*Input material*:
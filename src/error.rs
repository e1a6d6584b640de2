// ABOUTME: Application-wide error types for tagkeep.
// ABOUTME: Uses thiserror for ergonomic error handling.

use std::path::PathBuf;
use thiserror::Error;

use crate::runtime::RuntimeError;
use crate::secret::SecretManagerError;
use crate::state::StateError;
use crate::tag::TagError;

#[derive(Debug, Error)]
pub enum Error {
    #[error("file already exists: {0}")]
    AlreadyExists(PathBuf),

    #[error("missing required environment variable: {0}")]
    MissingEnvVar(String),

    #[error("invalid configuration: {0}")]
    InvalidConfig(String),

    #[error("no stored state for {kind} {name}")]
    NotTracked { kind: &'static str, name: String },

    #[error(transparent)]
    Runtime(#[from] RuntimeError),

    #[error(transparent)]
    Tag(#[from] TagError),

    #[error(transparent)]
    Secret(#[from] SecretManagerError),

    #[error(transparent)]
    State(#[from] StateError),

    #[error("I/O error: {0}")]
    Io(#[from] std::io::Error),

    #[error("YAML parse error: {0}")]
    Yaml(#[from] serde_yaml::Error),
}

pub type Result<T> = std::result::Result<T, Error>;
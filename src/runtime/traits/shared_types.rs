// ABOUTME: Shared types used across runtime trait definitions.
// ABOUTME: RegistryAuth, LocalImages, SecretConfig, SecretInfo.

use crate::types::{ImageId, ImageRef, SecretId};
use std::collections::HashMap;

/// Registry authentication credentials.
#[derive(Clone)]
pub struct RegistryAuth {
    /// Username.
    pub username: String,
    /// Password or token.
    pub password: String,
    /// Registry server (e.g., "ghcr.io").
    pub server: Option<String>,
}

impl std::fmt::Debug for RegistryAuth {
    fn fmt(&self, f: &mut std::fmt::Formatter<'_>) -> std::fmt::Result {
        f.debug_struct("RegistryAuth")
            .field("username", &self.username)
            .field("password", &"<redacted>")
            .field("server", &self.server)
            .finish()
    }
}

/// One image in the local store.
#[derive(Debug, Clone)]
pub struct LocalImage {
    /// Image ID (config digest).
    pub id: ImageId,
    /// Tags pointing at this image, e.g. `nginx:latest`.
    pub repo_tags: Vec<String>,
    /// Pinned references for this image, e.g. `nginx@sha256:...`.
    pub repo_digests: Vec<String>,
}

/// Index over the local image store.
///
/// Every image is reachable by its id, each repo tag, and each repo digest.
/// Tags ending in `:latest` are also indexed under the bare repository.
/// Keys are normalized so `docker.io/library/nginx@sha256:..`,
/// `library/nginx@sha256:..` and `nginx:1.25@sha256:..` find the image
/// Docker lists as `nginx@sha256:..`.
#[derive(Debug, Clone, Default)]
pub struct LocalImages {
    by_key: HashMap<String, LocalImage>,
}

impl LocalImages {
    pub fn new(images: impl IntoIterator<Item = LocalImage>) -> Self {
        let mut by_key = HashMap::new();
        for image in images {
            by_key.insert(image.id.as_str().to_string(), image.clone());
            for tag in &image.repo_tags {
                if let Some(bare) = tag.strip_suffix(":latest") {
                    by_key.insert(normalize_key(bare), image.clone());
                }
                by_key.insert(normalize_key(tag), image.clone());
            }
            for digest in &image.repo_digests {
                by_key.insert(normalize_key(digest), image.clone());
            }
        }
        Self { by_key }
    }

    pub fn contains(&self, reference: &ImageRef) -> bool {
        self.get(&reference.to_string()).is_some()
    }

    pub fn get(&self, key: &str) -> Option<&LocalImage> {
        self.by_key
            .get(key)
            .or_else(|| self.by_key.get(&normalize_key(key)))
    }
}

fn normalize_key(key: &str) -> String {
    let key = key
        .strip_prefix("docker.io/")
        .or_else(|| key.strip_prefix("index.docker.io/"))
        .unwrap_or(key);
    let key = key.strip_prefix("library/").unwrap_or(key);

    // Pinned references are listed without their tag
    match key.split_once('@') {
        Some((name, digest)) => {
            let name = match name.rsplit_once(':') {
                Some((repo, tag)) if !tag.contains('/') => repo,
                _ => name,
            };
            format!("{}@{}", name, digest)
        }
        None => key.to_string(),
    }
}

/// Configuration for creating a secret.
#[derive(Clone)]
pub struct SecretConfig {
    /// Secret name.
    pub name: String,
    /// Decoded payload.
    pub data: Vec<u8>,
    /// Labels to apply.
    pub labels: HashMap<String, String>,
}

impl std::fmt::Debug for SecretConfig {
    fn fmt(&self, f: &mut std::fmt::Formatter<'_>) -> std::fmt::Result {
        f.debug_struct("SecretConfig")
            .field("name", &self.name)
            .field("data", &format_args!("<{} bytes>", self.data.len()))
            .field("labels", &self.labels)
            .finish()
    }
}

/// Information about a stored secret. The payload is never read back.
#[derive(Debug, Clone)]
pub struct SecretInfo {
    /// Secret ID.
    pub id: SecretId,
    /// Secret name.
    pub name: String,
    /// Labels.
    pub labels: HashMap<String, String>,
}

*What to work on*: Would you retype all of the data exactly as shown?

*Solved exercise*:
filename src/error.rs
repository e1a6d6584b640de2
// ABOUTME: Application-wide error types for tagkeep.
// ABOUTME: Uses thiserror for ergonomic error handling.

use std::path::PathBuf;
use thiserror::Error;

use crate::runtime::RuntimeError;
use crate::secret::SecretManagerError;
use crate::state::StateError;
use crate::tag::TagError;

#[derive(Debug, Error)]
pub enum Error {
    #[error("file already exists: {0}")]
    AlreadyExists(PathBuf),

    #[error("missing required environment variable: {0}")]
    MissingEnvVar(String),

    #[error("invalid configuration: {0}")]
    InvalidConfig(String),

    #[error("no stored state for {kind} {name}")]
    NotTracked { kind: &'static str, name: String },

    #[error(transparent)]
    Runtime(#[from] RuntimeError),

    #[error(transparent)]
    Tag(#[from] TagError),

    #[error(transparent)]
    Secret(#[from] SecretManagerError),

    #[error(transparent)]
    State(#[from] StateError),

    #[error("I/O error: {0}")]
    Io(#[from] std::io::Error),

    #[error("YAML parse error: {0}")]
    Yaml(#[from] serde_yaml::Error),
}

pub type Result<T> = std::result::Result<T, Error>;
filename src/runtime/traits/shared_types.rs
// ABOUTME: Shared types used across runtime trait definitions.
// ABOUTME: RegistryAuth, LocalImages, SecretConfig, SecretInfo.

use crate::types::{ImageId, ImageRef, SecretId};
use std::collections::HashMap;

/// Registry authentication credentials.
#[derive(Clone)]
pub struct RegistryAuth {
    /// Username.
    pub username: String,
    /// Password or token.
    pub password: String,
    /// Registry server (e.g., "ghcr.io").
    pub server: Option<String>,
}

impl std::fmt::Debug for RegistryAuth {
    fn fmt(&self, f: &mut std::fmt::Formatter<'_>) -> std::fmt::Result {
        f.debug_struct("RegistryAuth")
            .field("username", &self.username)
            .field("password", &"<redacted>")
            .field("server", &self.server)
            .finish()
    }
}

/// One image in the local store.
#[derive(Debug, Clone)]
pub struct LocalImage {
    /// Image ID (config digest).
    pub id: ImageId,
    /// Tags pointing at this image, e.g. `nginx:latest`.
    pub repo_tags: Vec<String>,
    /// Pinned references for this image, e.g. `nginx@sha256:...`.
    pub repo_digests: Vec<String>,
}

/// Index over the local image store.
///
/// Every image is reachable by its id, each repo tag, and each repo digest.
/// Tags ending in `:latest` are also indexed under the bare repository.
/// Keys are normalized so `docker.io/library/nginx@sha256:..`,
/// `library/nginx@sha256:..` and `nginx:1.25@sha256:..` find the image
/// Docker lists as `nginx@sha256:..`.
#[derive(Debug, Clone, Default)]
pub struct LocalImages {
    by_key: HashMap<String, LocalImage>,
}

impl LocalImages {
    pub fn new(images: impl IntoIterator<Item = LocalImage>) -> Self {
        let mut by_key = HashMap::new();
        for image in images {
            by_key.insert(image.id.as_str().to_string(), image.clone());
            for tag in &image.repo_tags {
                if let Some(bare) = tag.strip_suffix(":latest") {
                    by_key.insert(normalize_key(bare), image.clone());
                }
                by_key.insert(normalize_key(tag), image.clone());
            }
            for digest in &image.repo_digests {
                by_key.insert(normalize_key(digest), image.clone());
            }
        }
        Self { by_key }
    }

    pub fn contains(&self, reference: &ImageRef) -> bool {
        self.get(&reference.to_string()).is_some()
    }

    pub fn get(&self, key: &str) -> Option<&LocalImage> {
        self.by_key
            .get(key)
            .or_else(|| self.by_key.get(&normalize_key(key)))
    }
}

fn normalize_key(key: &str) -> String {
    let key = key
        .strip_prefix("docker.io/")
        .or_else(|| key.strip_prefix("index.docker.io/"))
        .unwrap_or(key);
    let key = key.strip_prefix("library/").unwrap_or(key);

    // Pinned references are listed without their tag
    match key.split_once('@') {
        Some((name, digest)) => {
            let name = match name.rsplit_once(':') {
                Some((repo, tag)) if !tag.contains('/') => repo,
                _ => name,
            };
            format!("{}@{}", name, digest)
        }
        None => key.to_string(),
    }
}

/// Configuration for creating a secret.
#[derive(Clone)]
pub struct SecretConfig {
    /// Secret name.
    pub name: String,
    /// Decoded payload.
    pub data: Vec<u8>,
    /// Labels to apply.
    pub labels: HashMap<String, String>,
}

impl std::fmt::Debug for SecretConfig {
    fn fmt(&self, f: &mut std::fmt::Formatter<'_>) -> std::fmt::Result {
        f.debug_struct("SecretConfig")
            .field("name", &self.name)
            .field("data", &format_args!("<{} bytes>", self.data.len()))
            .field("labels", &self.labels)
            .finish()
    }
}

/// Information about a stored secret. The payload is never read back.
#[derive(Debug, Clone)]
pub struct SecretInfo {
    /// Secret ID.
    pub id: SecretId,
    /// Secret name.
    pub name: String,
    /// Labels.
    pub labels: HashMap<String, String>,
}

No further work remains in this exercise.